───── PROVIDED INFORMATION ─────

/// Tunables for one analysis pass (spec.md §4.5, §5).
#[derive(Debug, Clone)]
pub struct AnalyzerConfig {
    /// A `match` that doesn't cover every constructor of its scrutinee's enum
    /// is a hard error by default; set to `false` to downgrade it to a
    /// warning (useful for IDE-style incremental analysis where the user is
    /// still typing out the match).
    pub non_exhaustive_match_is_error: bool,
    /// Recursion bound for on-demand monomorphization bookkeeping performed
    /// during analysis (mirrors the compiler's specialization-depth guard,
    /// spec.md §4.6).
    pub max_specialization_depth: usize,
    /// When true, diagnostics and generated names avoid any source of
    /// non-determinism (no absolute paths, no incidental counters beyond the
    /// deterministic per-analysis node counter) so two runs over identical
    /// input produce byte-identical output (spec.md §8).
    pub deterministic_naming: bool,
}

impl Default for AnalyzerConfig {
    fn default() -> Self {
        Self { non_exhaustive_match_is_error: true, max_specialization_depth: 8, deterministic_naming: false }
    }
}

impl AnalyzerConfig {
    pub fn test_mode() -> Self {
        Self { deterministic_naming: true, ..Self::default() }
    }
}
pub struct Vm {
    stack: Vec<Value>,
    frames: Vec<CallFrame>,
    pub(crate) globals: std::collections::BTreeMap<String, Value>,
    open_upvalues: OpenUpvalues,
    cancellation: CancellationToken,
    module_loader: ModuleLoader,
    module_source: Option<Box<dyn ModuleSource>>,
}

impl Default for Vm {
    fn default() -> Self {
        Self::new()
    }
}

─────

TASK REQUIREMENTS — Each of the records should be retyped exactly.

EXERCISE RESULT —
/// Tunables for one analysis pass (spec.md §4.5, §5).
#[derive(Debug, Clone)]
pub struct AnalyzerConfig {
    /// A `match` that doesn't cover every constructor of its scrutinee's enum
    /// is a hard error by default; set to `false` to downgrade it to a
    /// warning (useful for IDE-style incremental analysis where the user is
    /// still typing out the match).
    pub non_exhaustive_match_is_error: bool,
    /// Recursion bound for on-demand monomorphization bookkeeping performed
    /// during analysis (mirrors the compiler's specialization-depth guard,
    /// spec.md §4.6).
    pub max_specialization_depth: usize,
    /// When true, diagnostics and generated names avoid any source of
    /// non-determinism (no absolute paths, no incidental counters beyond the
    /// deterministic per-analysis node counter) so two runs over identical
    /// input produce byte-identical output (spec.md §8).
    pub deterministic_naming: bool,
}

impl Default for AnalyzerConfig {
    fn default() -> Self {
        Self { non_exhaustive_match_is_error: true, max_specialization_depth: 8, deterministic_naming: false }
    }
}

impl AnalyzerConfig {
    pub fn test_mode() -> Self {
        Self { deterministic_naming: true, ..Self::default() }
    }
}
pub struct Vm {
    stack: Vec<Value>,
    frames: Vec<CallFrame>,
    pub(crate) globals: std::collections::BTreeMap<String, Value>,
    open_upvalues: OpenUpvalues,
    cancellation: CancellationToken,
    module_loader: ModuleLoader,
    module_source: Option<Box<dyn ModuleSource>>,
}

impl Default for Vm {
    fn default() -> Self {
        Self::new()
    }
}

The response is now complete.